Сидя в своем кабинете и размышляя о болезнях, Марк Шаллер задумался о том, как они влияют на поведение и культуру. Разумеется, это происходит без вмешательства разума, но может ли наше сознание как-то измерить уровень угрозы, с которой ему предстоит столкнуться? Не встроены ли в наш мозг врожденные механизмы, позволяющие нам распознавать больных индивидов и как-то по-особому на них реагировать? Возможно, эта способность в одних местах земного шара выражена ярче, чем в других, или, может быть, она активируется только при необходимости. Что, если наш мозг распознает и классифицирует уровень опасности какой-либо болезни, появившейся в нашем окружении, а затем реагирует на нее, не потрудившись поставить в известность наше сознание? Сама по себе такая идея может показаться нелепой. Тем не менее Шаллер и его сотрудники решили ее проверить. Возможно, результат этой проверки приведет к радикальному изменению представлений о нашем организме, нашей самости и наших отношениях с внешним миром.

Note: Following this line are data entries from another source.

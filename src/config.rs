//! Runtime configuration.
//!
//! Values are resolved from four tiers, lowest priority first:
//! 1. **Defaults** - compiled in
//! 2. **File** - optional YAML file passed with `--config`
//! 3. **Environment** - `HOST`, `PORT`, `CONFIGS_DIR`, `WEB_DIR`, `DEBUG`
//! 4. **CLI** - flags on the command line

use anyhow::{Context, Result, bail};
use serde::{Deserialize, Serialize};
use std::path::{Path, PathBuf};

pub const DEFAULT_HOST: &str = "0.0.0.0";
pub const DEFAULT_PORT: u16 = 8080;
pub const DEFAULT_CONFIGS_DIR: &str = "./configs";
pub const DEFAULT_WEB_DIR: &str = "./web";

/// Effective application configuration.
#[derive(Debug, Clone, PartialEq, Eq, Serialize, Deserialize)]
pub struct AppConfig {
    /// Address to bind the HTTP server to.
    #[serde(default = "default_host")]
    pub host: String,

    #[serde(default = "default_port")]
    pub port: u16,

    /// Directory holding one kubeconfig per file.
    #[serde(default = "default_configs_dir")]
    pub configs_dir: PathBuf,

    /// Directory checked for an `index.html` overriding the built-in page.
    #[serde(default = "default_web_dir")]
    pub web_dir: PathBuf,

    /// Enable debug logging.
    #[serde(default)]
    pub debug: bool,
}

impl Default for AppConfig {
    fn default() -> Self {
        Self {
            host: default_host(),
            port: default_port(),
            configs_dir: default_configs_dir(),
            web_dir: default_web_dir(),
            debug: false,
        }
    }
}

fn default_host() -> String {
    DEFAULT_HOST.to_string()
}

fn default_port() -> u16 {
    DEFAULT_PORT
}

fn default_configs_dir() -> PathBuf {
    PathBuf::from(DEFAULT_CONFIGS_DIR)
}

fn default_web_dir() -> PathBuf {
    PathBuf::from(DEFAULT_WEB_DIR)
}

impl AppConfig {
    /// Load configuration from a YAML file. Missing keys take their defaults.
    pub fn load<P: AsRef<Path>>(path: P) -> Result<Self> {
        let path = path.as_ref();
        let content = std::fs::read_to_string(path)
            .with_context(|| format!("Failed to read config file {:?}", path))?;
        if content.trim().is_empty() {
            return Ok(Self::default());
        }
        let config: AppConfig = serde_yaml::from_str(&content)
            .with_context(|| format!("Failed to parse config file {:?}", path))?;
        Ok(config)
    }

    /// Apply overrides from the process environment.
    pub fn apply_env(&mut self) -> Result<()> {
        self.apply_env_with(|key| std::env::var(key).ok())
    }

    /// Apply overrides using `lookup` to read variables. Empty values are ignored.
    pub fn apply_env_with<F>(&mut self, lookup: F) -> Result<()>
    where
        F: Fn(&str) -> Option<String>,
    {
        let get = |key: &str| lookup(key).filter(|v| !v.is_empty());

        if let Some(host) = get("HOST") {
            self.host = host;
        }

        if let Some(port) = get("PORT") {
            self.port = match port.parse() {
                Ok(port) => port,
                Err(_) => bail!("Invalid PORT value: {}", port),
            };
        }

        if let Some(dir) = get("CONFIGS_DIR") {
            self.configs_dir = PathBuf::from(dir);
        }

        if let Some(dir) = get("WEB_DIR") {
            self.web_dir = PathBuf::from(dir);
        }

        if let Some(debug) = get("DEBUG").and_then(|v| parse_bool(&v)) {
            self.debug = debug;
        }

        Ok(())
    }

    /// `host:port` string for binding.
    pub fn bind_addr(&self) -> String {
        format!("{}:{}", self.host, self.port)
    }
}

/// Boolean parsing matching the spellings accepted by common env conventions.
pub fn parse_bool(value: &str) -> Option<bool> {
    match value {
        "1" | "t" | "T" | "TRUE" | "true" | "True" => Some(true),
        "0" | "f" | "F" | "FALSE" | "false" | "False" => Some(false),
        _ => None,
    }
}
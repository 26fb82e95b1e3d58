//! Core identifiers, bit-level layouts, and component masks.
//!
//! This module defines the **fundamental types and bit layouts** shared by
//! every subsystem of the runtime: entity identifiers, component family
//! ids, and the fixed-width component masks used for query signatures.
//!
//! ## Entity representation
//!
//! Entities are encoded as a packed 64-bit integer:
//!
//! ```text
//! | generation | index |
//! ```
//!
//! - **Index** identifies the slot in the registry's parallel arrays.
//! - **Generation** enables stale-handle detection after destruction.
//!
//! The halves are 32 bits each; the exact widths are fixed by compile-time
//! constants and validated with static assertions.
//!
//! ## Component masks
//!
//! A [`ComponentMask`] is a fixed-size array of `u64` words, one bit per
//! component family. Masks:
//!
//! - support fast bitwise comparison and subset tests,
//! - allow efficient iteration over set bits,
//! - serve both as per-entity component sets and as query signatures.
//!
//! ## Capacity
//!
//! The number of distinct component families is bounded by
//! [`MAX_COMPONENTS`] (128 by default, 256 with the `max-components-256`
//! feature). Exceeding the bound is a fatal configuration error enforced by
//! the family registry.

/// Bit-width type used for compile-time layout calculations.
pub type Bits = u8;

/// Dense integer identity of a component type within one process.
pub type Family = usize;

/// Dense integer identity of a system type within one process.
pub type SystemFamily = usize;

/// Maximum number of distinct component families.
pub const MAX_COMPONENTS: usize = if cfg!(feature = "max-components-256") {
    256
} else {
    128
};

/// Number of `u64` words required to represent a full component mask.
pub const MASK_WORDS: usize = (MAX_COMPONENTS + 63) / 64;

/// Total number of bits in a packed [`EntityId`].
pub const ENTITY_BITS: Bits = 64;
/// Number of bits reserved for the slot index.
pub const INDEX_BITS: Bits = 32;
/// Number of bits reserved for the generation counter.
pub const GENERATION_BITS: Bits = ENTITY_BITS - INDEX_BITS;

const _: [(); 1] = [(); (INDEX_BITS > 0) as usize];
const _: [(); 1] = [(); (INDEX_BITS < ENTITY_BITS) as usize];
const _: [(); 1] = [(); (INDEX_BITS + GENERATION_BITS == ENTITY_BITS) as usize];
const _: [(); 1] = [(); (MAX_COMPONENTS % 64 == 0) as usize];

const fn mask(bits: Bits) -> u64 {
    if bits == 0 {
        0
    } else if bits == 64 {
        u64::MAX
    } else {
        (1u64 << bits) - 1
    }
}

/// Mask selecting the index portion of a packed [`EntityId`].
pub const INDEX_MASK: u64 = mask(INDEX_BITS);

/// Versioned identifier for an entity slot.
///
/// An `EntityId` packs a 32-bit slot index and a 32-bit generation counter
/// into a single 64-bit value. The index addresses the registry's parallel
/// arrays; the generation detects stale identifiers after the slot has been
/// destroyed and reused.
///
/// ## Invariants
/// - Two ids are equal iff both index and generation are equal.
/// - Ordering is total over the packed 64-bit integer.
/// - [`EntityId::INVALID`] carries generation 0; live slots always have
///   generation `>= 1`.
#[repr(transparent)]
#[derive(Clone, Copy, PartialEq, Eq, PartialOrd, Ord, Hash, Debug)]
pub struct EntityId(u64);

impl EntityId {
    /// The invalid sentinel id (index 0, generation 0).
    pub const INVALID: EntityId = EntityId(0);

    /// Packs an index and a generation into an id.
    #[inline]
    pub const fn new(index: u32, generation: u32) -> Self {
        EntityId((index as u64) | ((generation as u64) << INDEX_BITS))
    }

    /// Returns the slot index encoded in this id.
    #[inline]
    pub const fn index(self) -> u32 {
        (self.0 & INDEX_MASK) as u32
    }

    /// Returns the generation encoded in this id.
    #[inline]
    pub const fn generation(self) -> u32 {
        (self.0 >> INDEX_BITS) as u32
    }

    /// Returns the packed 64-bit representation.
    #[inline]
    pub const fn to_bits(self) -> u64 {
        self.0
    }
}

impl Default for EntityId {
    fn default() -> Self {
        EntityId::INVALID
    }
}

impl std::fmt::Display for EntityId {
    fn fmt(&self, f: &mut std::fmt::Formatter<'_>) -> std::fmt::Result {
        write!(f, "ID(index={},version={})", self.index(), self.generation())
    }
}

/// Copyable handle to an entity.
///
/// The handle is the generation-tagged index itself: every operation goes
/// through the owning [`EntityRegistry`](crate::engine::entity::EntityRegistry),
/// which validates the generation before acting. A handle whose slot has
/// been destroyed and flushed is stale and panics on use.
///
/// Handles are cheap to copy, hash by `index XOR generation`, and order by
/// the packed id.
#[derive(Clone, Copy, PartialEq, Eq, PartialOrd, Ord, Debug)]
pub struct Entity(EntityId);

impl Entity {
    /// An invalid handle, never valid in any registry.
    pub const INVALID: Entity = Entity(EntityId::INVALID);

    /// Wraps a raw id into a handle.
    #[inline]
    pub const fn from_id(id: EntityId) -> Self {
        Entity(id)
    }

    /// Returns the underlying versioned id.
    #[inline]
    pub const fn id(self) -> EntityId {
        self.0
    }

    /// Returns the slot index of this handle.
    #[inline]
    pub const fn index(self) -> u32 {
        self.0.index()
    }

    /// Returns the generation of this handle.
    #[inline]
    pub const fn generation(self) -> u32 {
        self.0.generation()
    }
}

impl std::hash::Hash for Entity {
    #[inline]
    fn hash<H: std::hash::Hasher>(&self, state: &mut H) {
        state.write_u32(self.0.index() ^ self.0.generation());
    }
}

impl std::fmt::Display for Entity {
    fn fmt(&self, f: &mut std::fmt::Formatter<'_>) -> std::fmt::Result {
        write!(f, "Entity({})", self.0)
    }
}

/// Fixed-width bit set over component families.
///
/// Bit `f` is set iff family `f` is a member. Masks are used both as the
/// per-entity component set and as query signatures; the query cache keys
/// its memo table on the mask value.
#[derive(Clone, Copy, PartialEq, Eq, Hash, Debug)]
pub struct ComponentMask {
    words: [u64; MASK_WORDS],
}

impl Default for ComponentMask {
    fn default() -> Self {
        Self {
            words: [0u64; MASK_WORDS],
        }
    }
}

impl ComponentMask {
    /// Returns the empty mask.
    #[inline]
    pub const fn empty() -> Self {
        Self {
            words: [0u64; MASK_WORDS],
        }
    }

    /// Sets the bit for `family`.
    #[inline]
    pub fn set(&mut self, family: Family) {
        debug_assert!(family < MAX_COMPONENTS);
        self.words[family / 64] |= 1u64 << (family % 64);
    }

    /// Clears the bit for `family`.
    #[inline]
    pub fn clear(&mut self, family: Family) {
        debug_assert!(family < MAX_COMPONENTS);
        self.words[family / 64] &= !(1u64 << (family % 64));
    }

    /// Returns `true` if the bit for `family` is set.
    #[inline]
    pub fn test(&self, family: Family) -> bool {
        debug_assert!(family < MAX_COMPONENTS);
        (self.words[family / 64] >> (family % 64)) & 1 == 1
    }

    /// Returns `true` if every bit set in `other` is also set in `self`.
    #[inline]
    pub fn contains_all(&self, other: &ComponentMask) -> bool {
        self.words
            .iter()
            .zip(other.words.iter())
            .all(|(word, required)| (word & required) == *required)
    }

    /// Returns `true` if no bit is set.
    #[inline]
    pub fn is_empty(&self) -> bool {
        self.words.iter().all(|&word| word == 0)
    }

    /// Returns the number of set bits.
    #[inline]
    pub fn count_ones(&self) -> u32 {
        self.words.iter().map(|word| word.count_ones()).sum()
    }

    /// Resets every bit.
    #[inline]
    pub fn reset(&mut self) {
        self.words = [0u64; MASK_WORDS];
    }

    /// Iterates over all set families in ascending order.
    pub fn ones(&self) -> impl Iterator<Item = Family> + '_ {
        self.words.iter().enumerate().flat_map(|(word_index, &word)| {
            let base = word_index * 64;
            let mut bits = word;
            std::iter::from_fn(move || {
                if bits == 0 {
                    return None;
                }
                let tz = bits.trailing_zeros() as usize;
                bits &= bits - 1;
                Some(base + tz)
            })
        })
    }
}

/// Builds a mask from a list of families.
pub fn mask_for(families: &[Family]) -> ComponentMask {
    let mut mask = ComponentMask::empty();
    for &family in families {
        mask.set(family);
    }
    mask
}
//! Deferred structural mutation.
//!
//! Iteration holds the registry exclusively, so a visitor cannot create,
//! destroy, or re-shape entities directly. A [`CommandBuffer`] closes the
//! gap: the visitor records operations while the pass runs, and the host
//! applies them afterwards with [`CommandBuffer::apply`].
//!
//! Commands are applied in record order. A command whose target handle has
//! gone stale by apply time (the entity was destroyed and flushed first)
//! is skipped silently; all other contract rules are the same as for the
//! direct registry calls, including panics on duplicate or missing
//! components.

use std::any::Any;

use crate::engine::component::Component;
use crate::engine::entity::EntityRegistry;
use crate::engine::types::Entity;

type AddFn = fn(&mut EntityRegistry, Entity, Box<dyn Any + Send>);
type RemoveFn = fn(&mut EntityRegistry, Entity);

fn apply_add<C: Component>(registry: &mut EntityRegistry, entity: Entity, value: Box<dyn Any + Send>) {
    let value = value
        .downcast::<C>()
        .expect("command payload type mismatch");
    registry.add_component::<C>(entity, *value);
}

fn apply_replace<C: Component>(
    registry: &mut EntityRegistry,
    entity: Entity,
    value: Box<dyn Any + Send>,
) {
    let value = value
        .downcast::<C>()
        .expect("command payload type mismatch");
    registry.replace_component::<C>(entity, *value);
}

fn apply_remove<C: Component>(registry: &mut EntityRegistry, entity: Entity) {
    registry.remove_component::<C>(entity);
}

/// One recorded structural operation.
enum Command {
    Create,
    Destroy(Entity),
    Add {
        entity: Entity,
        value: Box<dyn Any + Send>,
        apply: AddFn,
    },
    Replace {
        entity: Entity,
        value: Box<dyn Any + Send>,
        apply: AddFn,
    },
    Remove {
        entity: Entity,
        apply: RemoveFn,
    },
}

/// Records structural mutations for later application.
///
/// ```
/// use rift::prelude::*;
///
/// #[derive(Default, Clone, PartialEq)]
/// struct Health(i32);
///
/// let mut entities = EntityRegistry::new();
/// let mut commands = CommandBuffer::new();
/// let e = entities.create_entity();
/// entities.add_component(e, Health(0));
///
/// entities.for_entities_with::<(Health,), _>(|entity, (health,)| {
///     if health.0 <= 0 {
///         commands.destroy(entity);
///     }
/// });
/// commands.apply(&mut entities);
/// entities.flush();
/// assert!(!entities.valid(e));
/// ```
#[derive(Default)]
pub struct CommandBuffer {
    commands: Vec<Command>,
}

impl CommandBuffer {
    /// Creates an empty buffer.
    pub fn new() -> Self {
        Self::default()
    }

    /// Number of recorded commands.
    #[inline]
    pub fn len(&self) -> usize {
        self.commands.len()
    }

    /// Returns `true` if nothing has been recorded.
    #[inline]
    pub fn is_empty(&self) -> bool {
        self.commands.is_empty()
    }

    /// Drops every recorded command without applying it.
    pub fn clear(&mut self) {
        self.commands.clear();
    }

    /// Records creation of a new empty entity.
    pub fn create(&mut self) {
        self.commands.push(Command::Create);
    }

    /// Records destruction of `entity`.
    pub fn destroy(&mut self, entity: Entity) {
        self.commands.push(Command::Destroy(entity));
    }

    /// Records attaching `value` to `entity`.
    pub fn add<C: Component>(&mut self, entity: Entity, value: C) {
        self.commands.push(Command::Add {
            entity,
            value: Box::new(value),
            apply: apply_add::<C>,
        });
    }

    /// Records overwriting the `C` owned by `entity`.
    pub fn replace<C: Component>(&mut self, entity: Entity, value: C) {
        self.commands.push(Command::Replace {
            entity,
            value: Box::new(value),
            apply: apply_replace::<C>,
        });
    }

    /// Records detaching the `C` owned by `entity`.
    pub fn remove<C: Component>(&mut self, entity: Entity) {
        self.commands.push(Command::Remove {
            entity,
            apply: apply_remove::<C>,
        });
    }

    /// Applies every recorded command in record order, draining the
    /// buffer. Commands targeting stale handles are skipped.
    pub fn apply(&mut self, registry: &mut EntityRegistry) {
        for command in self.commands.drain(..) {
            match command {
                Command::Create => {
                    registry.create_entity();
                }
                Command::Destroy(entity) => {
                    if registry.valid(entity) {
                        registry.destroy(entity);
                    }
                }
                Command::Add {
                    entity,
                    value,
                    apply,
                } => {
                    if registry.valid(entity) {
                        apply(registry, entity, value);
                    }
                }
                Command::Replace {
                    entity,
                    value,
                    apply,
                } => {
                    if registry.valid(entity) {
                        apply(registry, entity, value);
                    }
                }
                Command::Remove { entity, apply } => {
                    if registry.valid(entity) {
                        apply(registry, entity);
                    }
                }
            }
        }
    }
}
//! Span recording and Chrome Trace JSON emission.
//!
//! Spans are RAII guards: creation records the start timestamp, drop
//! records the duration and queues a complete (`ph:"X"`) event. Events are
//! buffered in memory and written out once at [`shutdown`]. Each OS thread
//! is assigned a stable logical thread id so the trace viewer can lay
//! spans out per thread.

#[cfg(feature = "profiling")]
mod enabled {
    use std::fs::File;
    use std::io::{BufWriter, Write};
    use std::path::{Path, PathBuf};
    use std::sync::atomic::{AtomicBool, AtomicU64, Ordering};
    use std::sync::{Mutex, OnceLock};
    use std::time::Instant;

    struct SpanEvent {
        name: &'static str,
        ts_us: u64,
        dur_us: u64,
        tid: u64,
    }

    struct ProfilerState {
        start: Instant,
        out_path: PathBuf,
        is_on: AtomicBool,
        events: Mutex<Vec<SpanEvent>>,
    }

    static STATE: OnceLock<ProfilerState> = OnceLock::new();
    static NEXT_TID: AtomicU64 = AtomicU64::new(1);

    thread_local! {
        static TID: u64 = NEXT_TID.fetch_add(1, Ordering::Relaxed);
    }

    fn tid() -> u64 {
        TID.with(|t| *t)
    }

    /// Initialises the profiler; events are buffered from this point on.
    pub fn init<P: AsRef<Path>>(path: P) {
        let _ = STATE.set(ProfilerState {
            start: Instant::now(),
            out_path: path.as_ref().to_path_buf(),
            is_on: AtomicBool::new(true),
            events: Mutex::new(Vec::new()),
        });
    }

    /// Stops recording and writes the buffered trace to disk.
    pub fn shutdown() {
        if let Some(state) = STATE.get() {
            state.is_on.store(false, Ordering::Release);
            if let Err(e) = write_trace(state) {
                eprintln!("profiler: failed to write trace: {e}");
            }
        }
    }

    fn write_trace(state: &ProfilerState) -> std::io::Result<()> {
        let events = {
            let mut guard = state.events.lock().unwrap();
            std::mem::take(&mut *guard)
        };
        if let Some(parent) = state.out_path.parent() {
            std::fs::create_dir_all(parent)?;
        }
        let mut w = BufWriter::new(File::create(&state.out_path)?);
        write!(w, "{{\"traceEvents\":[")?;
        for (i, ev) in events.iter().enumerate() {
            if i > 0 {
                write!(w, ",")?;
            }
            write!(
                w,
                "{{\"name\":\"{}\",\"cat\":\"ecs\",\"ph\":\"X\",\"ts\":{},\"dur\":{},\"pid\":1,\"tid\":{}}}",
                ev.name, ev.ts_us, ev.dur_us, ev.tid
            )?;
        }
        write!(w, "]}}")?;
        w.flush()
    }

    /// RAII guard recording one span; the event is queued on drop.
    pub struct SpanGuard {
        name: &'static str,
        start_us: u64,
        active: bool,
    }

    /// Opens a span named `name` on the current thread.
    pub fn span(name: &'static str) -> SpanGuard {
        match STATE.get() {
            Some(state) if state.is_on.load(Ordering::Acquire) => SpanGuard {
                name,
                start_us: state.start.elapsed().as_micros() as u64,
                active: true,
            },
            _ => SpanGuard {
                name,
                start_us: 0,
                active: false,
            },
        }
    }

    impl Drop for SpanGuard {
        fn drop(&mut self) {
            if !self.active {
                return;
            }
            let Some(state) = STATE.get() else { return };
            if !state.is_on.load(Ordering::Acquire) {
                return;
            }
            let now_us = state.start.elapsed().as_micros() as u64;
            let mut guard = match state.events.lock() {
                Ok(guard) => guard,
                Err(_) => return,
            };
            guard.push(SpanEvent {
                name: self.name,
                ts_us: self.start_us,
                dur_us: now_us.saturating_sub(self.start_us),
                tid: tid(),
            });
        }
    }
}

#[cfg(not(feature = "profiling"))]
mod disabled {
    use std::path::Path;

    /// No-op stand-in for the enabled guard.
    pub struct SpanGuard;

    /// No-op without the `profiling` feature.
    #[inline(always)]
    pub fn init<P: AsRef<Path>>(_path: P) {}

    /// No-op without the `profiling` feature.
    #[inline(always)]
    pub fn shutdown() {}

    /// No-op without the `profiling` feature.
    #[inline(always)]
    pub fn span(_name: &'static str) -> SpanGuard {
        SpanGuard
    }
}

#[cfg(feature = "profiling")]
pub use enabled::{init, shutdown, span, SpanGuard};

#[cfg(not(feature = "profiling"))]
pub use disabled::{init, shutdown, span, SpanGuard};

В своей лаборатории Шаллер установил компьютерный экран, на который начал выводить изображения вещей, не вызывающих душевного стресса, – например, предметы мебели. Затем он менял эти безобидные картинки на изображения оружия и насилия или изображения, касающиеся каких-либо заболеваний, – например, фотографии кашляющей женщины или человеческое лицо, обезображенное оспой. Не реагируют ли индивиды, смотрящие на экран, каким-то подсознательным образом на вид больных людей? Существует непосредственная связь между реакцией людей на стресс и выделением таких гормонов, как кортизол и норадреналин, которые, в свою очередь, влияют на функцию иммунной системы. Не может ли созерцание фотографии больного человека тоже влиять на состояние иммунной системы? Трудно даже себе представить, что подсознательная реакция на болезнь может оказаться такой сложной, как думал Шаллер.